To implement option #1 we can just set the mapreduce.map.memory.mb and mapreduce.reduce.memory.mb 2 GB (also the corresponding java.ops settings for heap to a smaller value) and that should increase the number of containers by more than 4 times. However, with this change each node will have 18/2=9 containers. Notice data node size A6 has 4 times more memory than data node size A3 but both has 4 cores. So if we have 9 containers in each node they will have to share the 4 available cores in the node. Which is more than 2 containers per core and this would not give us the best balance of resource utilization.
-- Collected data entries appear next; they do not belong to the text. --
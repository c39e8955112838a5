//! Shared domain enums

use serde::{Deserialize, Serialize};

// ---------------------------------------------------------------------------
// LoanStatus
// ---------------------------------------------------------------------------

/// Availability of a single book copy
#[derive(Debug, Clone, Copy, Default, PartialEq, Eq, Hash, Serialize, Deserialize)]
#[serde(rename_all = "snake_case")]
pub enum LoanStatus {
    #[default]
    Maintenance,
    OnLoan,
    Available,
    Reserved,
}

impl LoanStatus {
    /// One-letter code stored in `book_instances.status`
    pub fn code(self) -> &'static str {
        match self {
            LoanStatus::Maintenance => "m",
            LoanStatus::OnLoan => "o",
            LoanStatus::Available => "a",
            LoanStatus::Reserved => "r",
        }
    }

    pub fn from_code(code: &str) -> Option<Self> {
        match code {
            "m" => Some(LoanStatus::Maintenance),
            "o" => Some(LoanStatus::OnLoan),
            "a" => Some(LoanStatus::Available),
            "r" => Some(LoanStatus::Reserved),
            _ => None,
        }
    }

    /// Whether a copy in this status may be moved to `target`.
    ///
    /// Available and Maintenance are reachable from anywhere; a copy can only
    /// be lent or reserved while it sits on the shelf.
    pub fn can_transition_to(self, target: LoanStatus) -> bool {
        match target {
            LoanStatus::Available | LoanStatus::Maintenance => true,
            LoanStatus::OnLoan | LoanStatus::Reserved => self == LoanStatus::Available,
        }
    }
}

impl std::fmt::Display for LoanStatus {
    fn fmt(&self, f: &mut std::fmt::Formatter<'_>) -> std::fmt::Result {
        let label = match self {
            LoanStatus::Maintenance => "Maintenance",
            LoanStatus::OnLoan => "On loan",
            LoanStatus::Available => "Available",
            LoanStatus::Reserved => "Reserved",
        };
        write!(f, "{}", label)
    }
}

// ---------------------------------------------------------------------------
// Language
// ---------------------------------------------------------------------------

macro_rules! languages {
    ($($variant:ident => ($code:literal, $label:literal)),+ $(,)?) => {
        /// Language a book is written in (two-letter codes)
        #[derive(Debug, Clone, Copy, PartialEq, Eq, Hash, Serialize, Deserialize)]
        #[serde(rename_all = "lowercase")]
        pub enum Language {
            $($variant),+
        }

        impl Language {
            pub const ALL: &'static [Language] = &[$(Language::$variant),+];

            pub fn code(self) -> &'static str {
                match self {
                    $(Language::$variant => $code),+
                }
            }

            pub fn label(self) -> &'static str {
                match self {
                    $(Language::$variant => $label),+
                }
            }

            pub fn from_code(code: &str) -> Option<Self> {
                match code.to_ascii_lowercase().as_str() {
                    $($code => Some(Language::$variant),)+
                    _ => None,
                }
            }
        }
    };
}

languages! {
    Af => ("af", "Afrikaans"),
    Ar => ("ar", "Arabic"),
    Az => ("az", "Azeri (Latin)"),
    Be => ("be", "Belarusian"),
    Bg => ("bg", "Bulgarian"),
    Ca => ("ca", "Catalan"),
    Cs => ("cs", "Czech"),
    Cy => ("cy", "Welsh"),
    Da => ("da", "Danish"),
    De => ("de", "German"),
    Dv => ("dv", "Divehi"),
    El => ("el", "Greek"),
    En => ("en", "English"),
    Eo => ("eo", "Esperanto"),
    Es => ("es", "Spanish"),
    Et => ("et", "Estonian"),
    Eu => ("eu", "Basque"),
    Fa => ("fa", "Farsi"),
    Fi => ("fi", "Finnish"),
    Fo => ("fo", "Faroese"),
    Fr => ("fr", "French"),
    Gl => ("gl", "Galician"),
    Gu => ("gu", "Gujarati"),
    He => ("he", "Hebrew"),
    Hi => ("hi", "Hindi"),
    Hr => ("hr", "Croatian"),
    Hu => ("hu", "Hungarian"),
    Hy => ("hy", "Armenian"),
    Id => ("id", "Indonesian"),
    Is => ("is", "Icelandic"),
    It => ("it", "Italian"),
    Ja => ("ja", "Japanese"),
    Ka => ("ka", "Georgian"),
    Kk => ("kk", "Kazakh"),
    Kn => ("kn", "Kannada"),
    Ko => ("ko", "Korean"),
    Ky => ("ky", "Kyrgyz"),
    Lt => ("lt", "Lithuanian"),
    Lv => ("lv", "Latvian"),
    Mi => ("mi", "Maori"),
    Mk => ("mk", "FYRO Macedonian"),
    Mn => ("mn", "Mongolian"),
    Mr => ("mr", "Marathi"),
    Ms => ("ms", "Malay"),
    Mt => ("mt", "Maltese"),
    Nb => ("nb", "Norwegian"),
    Nl => ("nl", "Dutch"),
    Ns => ("ns", "Northern Sotho"),
    Pa => ("pa", "Punjabi"),
    Pl => ("pl", "Polish"),
    Ps => ("ps", "Pashto"),
    Pt => ("pt", "Portuguese"),
    Qu => ("qu", "Quechua"),
    Ro => ("ro", "Romanian"),
    Ru => ("ru", "Russian"),
    Sa => ("sa", "Sanskrit"),
    Se => ("se", "Sami (Northern)"),
    Sk => ("sk", "Slovak"),
    Sl => ("sl", "Slovenian"),
    Sq => ("sq", "Albanian"),
    Sv => ("sv", "Swedish"),
    Sw => ("sw", "Swahili"),
    Ta => ("ta", "Tamil"),
    Te => ("te", "Telugu"),
    Th => ("th", "Thai"),
    Tl => ("tl", "Tagalog"),
    Tn => ("tn", "Tswana"),
    Tr => ("tr", "Turkish"),
    Tt => ("tt", "Tatar"),
    Ts => ("ts", "Tsonga"),
    Uk => ("uk", "Ukrainian"),
    Ur => ("ur", "Urdu"),
    Uz => ("uz", "Uzbek (Latin)"),
    Vi => ("vi", "Vietnamese"),
    Xh => ("xh", "Xhosa"),
    Zh => ("zh", "Chinese"),
    Zu => ("zu", "Zulu"),
}

impl Default for Language {
    fn default() -> Self {
        Language::Ko
    }
}

impl std::fmt::Display for Language {
    fn fmt(&self, f: &mut std::fmt::Formatter<'_>) -> std::fmt::Result {
        write!(f, "{}", self.label())
    }
}
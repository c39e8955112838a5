//! PostgreSQL catalog store

mod authors;
mod books;
mod genres;
mod instances;
mod prices;

use async_trait::async_trait;
use chrono::NaiveDate;
use sqlx::{postgres::PgPoolOptions, Pool, Postgres};
use uuid::Uuid;

use crate::{
    config::DatabaseConfig,
    error::AppResult,
    models::{
        Author, Book, BookInstance, CatalogSummary, CreateAuthor, CreateBook,
        CreateBookInstance, Genre, LoanState, LoanStatus, Price, SummaryFilter,
    },
};

use super::CatalogStore;

pub use authors::AuthorsRepository;
pub use books::BooksRepository;
pub use genres::GenresRepository;
pub use instances::InstancesRepository;
pub use prices::PricesRepository;

/// Catalog store holding the database connection pool
#[derive(Clone)]
pub struct PgCatalogStore {
    pub pool: Pool<Postgres>,
    pub genres: GenresRepository,
    pub prices: PricesRepository,
    pub authors: AuthorsRepository,
    pub books: BooksRepository,
    pub instances: InstancesRepository,
}

impl PgCatalogStore {
    /// Create a new store with the given database pool
    pub fn new(pool: Pool<Postgres>) -> Self {
        Self {
            genres: GenresRepository::new(pool.clone()),
            prices: PricesRepository::new(pool.clone()),
            authors: AuthorsRepository::new(pool.clone()),
            books: BooksRepository::new(pool.clone()),
            instances: InstancesRepository::new(pool.clone()),
            pool,
        }
    }

    /// Open a pool and bring the schema up to date
    pub async fn connect(config: &DatabaseConfig) -> AppResult<Self> {
        let pool = PgPoolOptions::new()
            .max_connections(config.max_connections)
            .min_connections(config.min_connections)
            .connect(&config.url)
            .await?;

        tracing::info!("Connected to database");

        sqlx::migrate!("./migrations").run(&pool).await?;

        tracing::info!("Database migrations completed");

        Ok(Self::new(pool))
    }
}

#[async_trait]
impl CatalogStore for PgCatalogStore {
    async fn create_genre(&self, name: &str) -> AppResult<Genre> {
        self.genres.create(name).await
    }

    async fn get_genre(&self, id: i32) -> AppResult<Genre> {
        self.genres.get_by_id(id).await
    }

    async fn rename_genre(&self, id: i32, name: &str) -> AppResult<Genre> {
        self.genres.rename(id, name).await
    }

    async fn delete_genre(&self, id: i32) -> AppResult<()> {
        self.genres.delete(id).await
    }

    async fn list_genres(&self) -> AppResult<Vec<Genre>> {
        self.genres.list().await
    }

    async fn count_genres_by_name(&self, name: &str) -> AppResult<i64> {
        self.genres.count_by_name(name).await
    }

    async fn create_price(&self, value: i32) -> AppResult<Price> {
        self.prices.create(value).await
    }

    async fn get_price(&self, id: i32) -> AppResult<Price> {
        self.prices.get_by_id(id).await
    }

    async fn delete_price(&self, id: i32) -> AppResult<()> {
        self.prices.delete(id).await
    }

    async fn create_author(&self, author: &CreateAuthor) -> AppResult<Author> {
        self.authors.create(author).await
    }

    async fn get_author(&self, id: i32) -> AppResult<Author> {
        self.authors.get_by_id(id).await
    }

    async fn list_authors(&self) -> AppResult<Vec<Author>> {
        self.authors.list().await
    }

    async fn delete_author(&self, id: i32) -> AppResult<()> {
        self.authors.delete(id).await
    }

    async fn count_authors(&self) -> AppResult<i64> {
        self.authors.count().await
    }

    async fn create_book(&self, book: &CreateBook) -> AppResult<Book> {
        self.books.create(book).await
    }

    async fn get_book(&self, id: i32) -> AppResult<Book> {
        self.books.get_by_id(id).await
    }

    async fn list_books(&self) -> AppResult<Vec<Book>> {
        self.books.list().await
    }

    async fn list_books_by_author(&self, author_id: i32) -> AppResult<Vec<Book>> {
        self.books.list_by_author(author_id).await
    }

    async fn set_book_genres(&self, id: i32, genre_ids: &[i32]) -> AppResult<Book> {
        self.books.set_genres(id, genre_ids).await
    }

    async fn delete_book(&self, id: i32) -> AppResult<()> {
        self.books.delete(id).await
    }

    async fn count_books(&self) -> AppResult<i64> {
        self.books.count().await
    }

    async fn count_books_by_title(&self, title: &str) -> AppResult<i64> {
        self.books.count_by_title(title).await
    }

    async fn create_instance(&self, instance: &CreateBookInstance) -> AppResult<BookInstance> {
        self.instances.create(instance).await
    }

    async fn get_instance(&self, id: Uuid) -> AppResult<BookInstance> {
        self.instances.get_by_id(id).await
    }

    async fn list_instances(&self) -> AppResult<Vec<BookInstance>> {
        self.instances.list().await
    }

    async fn list_instances_for_book(&self, book_id: i32) -> AppResult<Vec<BookInstance>> {
        self.instances.list_for_book(book_id).await
    }

    async fn delete_instance(&self, id: Uuid) -> AppResult<()> {
        self.instances.delete(id).await
    }

    async fn count_instances(&self, status: Option<LoanStatus>) -> AppResult<i64> {
        self.instances.count(status).await
    }

    async fn list_loans(&self, borrower_id: Option<i32>) -> AppResult<Vec<BookInstance>> {
        self.instances.list_loans(borrower_id).await
    }

    async fn list_overdue(&self, as_of: NaiveDate) -> AppResult<Vec<BookInstance>> {
        self.instances.list_overdue(as_of).await
    }

    async fn transition_instance(
        &self,
        id: Uuid,
        expected: LoanStatus,
        next: LoanState,
    ) -> AppResult<Option<BookInstance>> {
        self.instances.transition(id, expected, next).await
    }

    async fn renew_instance(
        &self,
        id: Uuid,
        due_back: NaiveDate,
    ) -> AppResult<Option<BookInstance>> {
        self.instances.renew(id, due_back).await
    }

    /// All counts come from one statement, so they share a snapshot
    async fn summary(&self, filter: &SummaryFilter) -> AppResult<CatalogSummary> {
        let summary = sqlx::query_as::<_, CatalogSummary>(
            r#"
            SELECT
                (SELECT COUNT(*) FROM books) AS books,
                (SELECT COUNT(*) FROM book_instances) AS instances,
                (SELECT COUNT(*) FROM book_instances WHERE status = $1) AS available_instances,
                (SELECT COUNT(*) FROM authors) AS authors,
                (SELECT COUNT(*) FROM genres WHERE LOWER(name) = LOWER($2)) AS genres_matching,
                (SELECT COUNT(*) FROM books WHERE LOWER(title) = LOWER($3)) AS books_matching
            "#,
        )
        .bind(LoanStatus::Available.code())
        .bind(&filter.genre_name)
        .bind(&filter.book_title)
        .fetch_one(&self.pool)
        .await?;

        Ok(summary)
    }
}
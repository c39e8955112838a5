//! Catalog core integration tests
//!
//! Run against the in-memory store. The Postgres round trip is ignored by
//! default; run it with: DATABASE_URL=... cargo test -- --ignored

mod catalog;
mod lifecycle;
mod postgres;
mod renewal;
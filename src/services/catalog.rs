//! Catalog management service: validated CRUD and list/detail queries

use uuid::Uuid;
use validator::Validate;

use crate::{
    error::AppResult,
    models::{
        Author, AuthorDetail, Book, BookDetail, BookInstance, CreateAuthor, CreateBook,
        CreateBookInstance, Genre, GenreName, Price,
    },
    repository::Repository,
};

#[derive(Clone)]
pub struct CatalogService {
    repository: Repository,
}

impl CatalogService {
    pub fn new(repository: Repository) -> Self {
        Self { repository }
    }

    // =========================================================================
    // Genres and prices
    // =========================================================================

    pub async fn create_genre(&self, request: &GenreName) -> AppResult<Genre> {
        request.validate()?;
        let genre = self.repository.create_genre(&request.name).await?;
        tracing::info!("Catalog: created genre {} ({})", genre.id, genre.name);
        Ok(genre)
    }

    pub async fn rename_genre(&self, id: i32, request: &GenreName) -> AppResult<Genre> {
        request.validate()?;
        self.repository.rename_genre(id, &request.name).await
    }

    pub async fn delete_genre(&self, id: i32) -> AppResult<()> {
        self.repository.delete_genre(id).await?;
        tracing::info!("Catalog: deleted genre {}", id);
        Ok(())
    }

    pub async fn list_genres(&self) -> AppResult<Vec<Genre>> {
        self.repository.list_genres().await
    }

    /// Any integer is a valid price value
    pub async fn create_price(&self, value: i32) -> AppResult<Price> {
        self.repository.create_price(value).await
    }

    /// Books priced with it keep existing without a price
    pub async fn delete_price(&self, id: i32) -> AppResult<()> {
        self.repository.delete_price(id).await
    }

    // =========================================================================
    // Authors
    // =========================================================================

    pub async fn create_author(&self, request: &CreateAuthor) -> AppResult<Author> {
        request.validate()?;
        let author = self.repository.create_author(request).await?;
        tracing::info!("Catalog: created author {} ({})", author.id, author);
        Ok(author)
    }

    pub async fn get_author(&self, id: i32) -> AppResult<Author> {
        self.repository.get_author(id).await
    }

    pub async fn author_detail(&self, id: i32) -> AppResult<AuthorDetail> {
        let author = self.repository.get_author(id).await?;
        let books = self.repository.list_books_by_author(id).await?;
        Ok(AuthorDetail { author, books })
    }

    /// Authors ordered by last name, then first name
    pub async fn list_authors(&self) -> AppResult<Vec<Author>> {
        self.repository.list_authors().await
    }

    /// Their books stay in the catalog without an author
    pub async fn delete_author(&self, id: i32) -> AppResult<()> {
        self.repository.delete_author(id).await?;
        tracing::info!("Catalog: deleted author {}", id);
        Ok(())
    }

    // =========================================================================
    // Books
    // =========================================================================

    pub async fn create_book(&self, request: &CreateBook) -> AppResult<Book> {
        request.validate()?;
        if let Some(author_id) = request.author_id {
            self.repository.get_author(author_id).await?;
        }
        if let Some(price_id) = request.price_id {
            self.repository.get_price(price_id).await?;
        }
        self.check_genres(&request.genre_ids).await?;

        let book = self.repository.create_book(request).await?;
        tracing::info!("Catalog: created book {} ({})", book.id, book.title);
        Ok(book)
    }

    pub async fn get_book(&self, id: i32) -> AppResult<Book> {
        self.repository.get_book(id).await
    }

    /// Book with its author, price and every copy
    pub async fn book_detail(&self, id: i32) -> AppResult<BookDetail> {
        let book = self.repository.get_book(id).await?;
        let author = match book.author_id {
            Some(author_id) => Some(self.repository.get_author(author_id).await?),
            None => None,
        };
        let price = match book.price_id {
            Some(price_id) => Some(self.repository.get_price(price_id).await?),
            None => None,
        };
        let instances = self.repository.list_instances_for_book(id).await?;

        Ok(BookDetail {
            book,
            author,
            price,
            instances,
        })
    }

    pub async fn list_books(&self) -> AppResult<Vec<Book>> {
        self.repository.list_books().await
    }

    pub async fn set_book_genres(&self, id: i32, genre_ids: &[i32]) -> AppResult<Book> {
        self.check_genres(genre_ids).await?;
        self.repository.set_book_genres(id, genre_ids).await
    }

    /// Its copies stay in the catalog without a book
    pub async fn delete_book(&self, id: i32) -> AppResult<()> {
        self.repository.delete_book(id).await?;
        tracing::info!("Catalog: deleted book {}", id);
        Ok(())
    }

    async fn check_genres(&self, genre_ids: &[i32]) -> AppResult<()> {
        for genre_id in genre_ids {
            self.repository.get_genre(*genre_id).await?;
        }
        Ok(())
    }

    // =========================================================================
    // Book instances
    // =========================================================================

    /// Register a copy; it starts in maintenance
    pub async fn create_instance(&self, request: &CreateBookInstance) -> AppResult<BookInstance> {
        request.validate()?;
        if let Some(book_id) = request.book_id {
            self.repository.get_book(book_id).await?;
        }
        let instance = self.repository.create_instance(request).await?;
        tracing::info!("Catalog: registered book instance {}", instance.id);
        Ok(instance)
    }

    pub async fn get_instance(&self, id: Uuid) -> AppResult<BookInstance> {
        self.repository.get_instance(id).await
    }

    /// All copies, soonest due first, copies without a due date last
    pub async fn list_instances(&self) -> AppResult<Vec<BookInstance>> {
        self.repository.list_instances().await
    }

    pub async fn delete_instance(&self, id: Uuid) -> AppResult<()> {
        self.repository.delete_instance(id).await?;
        tracing::info!("Catalog: deleted book instance {}", id);
        Ok(())
    }
}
On the other hand to implement option #2 we need to go back to the pervious smaller data node size A3 ( 7 GB RAM and 4 core) and then scale out the cluster to 120 nodes instead of 60 nodes. This will double the amount of memory and at the same time will also double the available cores. With smaller data node we can try to set the container size to an even smaller value for example 1 GB since we have 4 cores available in each node. Just want to mention here in HDInsight you can quickly delete and recreate a Hadoop cluster. So recreating a cluster with different data node size and number is not a problem.

Which option would be better for our scenario?

For our issue smaller containers in A3 data node made more sense based on the data size and the query complexity. With A3 we will also be able to make sure most of the containers will have a separate core even with smaller container size. So we decide to scale out the cluster from 60 A3 data nodes to 120 A3 data nodes and set the container size to 1 GB. In A3 data node we have a total of 7 GB RAM and 4 cores. By default yarn.nodemanager.resource.memory-mb is set to 5.5 GB so we should have 5 containers in each node.

Usually Hive queries run faster using Tez engine compared to MR. So we wanted to recommend the customer to use Tez engine. But then we found out customer was already using Tez by setting hive.execution.engine=tez. When using Tez for Hive the container sizes are determined by Tez task’s memory setting hive.tez.container.size instated MR memory settings (mapreduce.map.memory.mb and mapreduce.reduce.memory.mb). From the hive-site.xml file we found that the hive.tez.container.size was set to 9 GB, same as the MR memory settings. So the calculations we did above to find out the available containers based on the MR memory settings is still valid.

In hive-site.xml

<name>hive.tez.container.size</name>

<value>9216</value>

Final recommendation and the results:

We recommended the customer to create a new HDInsight Hadoop cluster with 120 A3 data nodes and also add the following set command in the Hive query:

set hive.tez.container.size=1024;

set hive.tez.java.opts =”-Xmx819m”;

Customer ran the same Hive query using the same data set and this time it took only 1 hour and 16 minutes. The Task Execution Phase took about an hour. So with the recommended cluster size and configuration changes we were able to reduce the execution time to one third of the previous execution time.

Conclusion

The specific changes we made in this case to improve the performance of the hive query may not be applicable to improve the performance of the hive quire that you are struggling with. For example in this case the number of tasks were more than the number of available containers, so to improve the performance we increased the number of available containers. However, in some other cases you may see just the opposite – the number of tasks is much smaller comparted to the number of available containers. In those situations we need to increase the number of tasks to improve the performance and you can set mapreduce.input.fileinputformat.split.maxsize to a smaller value to increase the number of splits and thus increase the number tasks. The split size is calculated by the formula:

max(minimumSize, min(maximumSize, blockSize))

By default minimumSize < blockSize < maximumSize, so by default split size is blockSize and in HDInsight default value for fs.azure.block.size is 512 MB.

I hope this blog has cleared up some of the basic concepts or guiding principles that you need to follow to improve the performance of a hive query in a Hadoop cluster especially in HDInsight. Hopefully by following the same approach you should also be able to find the right cluster size and configurations to optimize the performance of your hive query.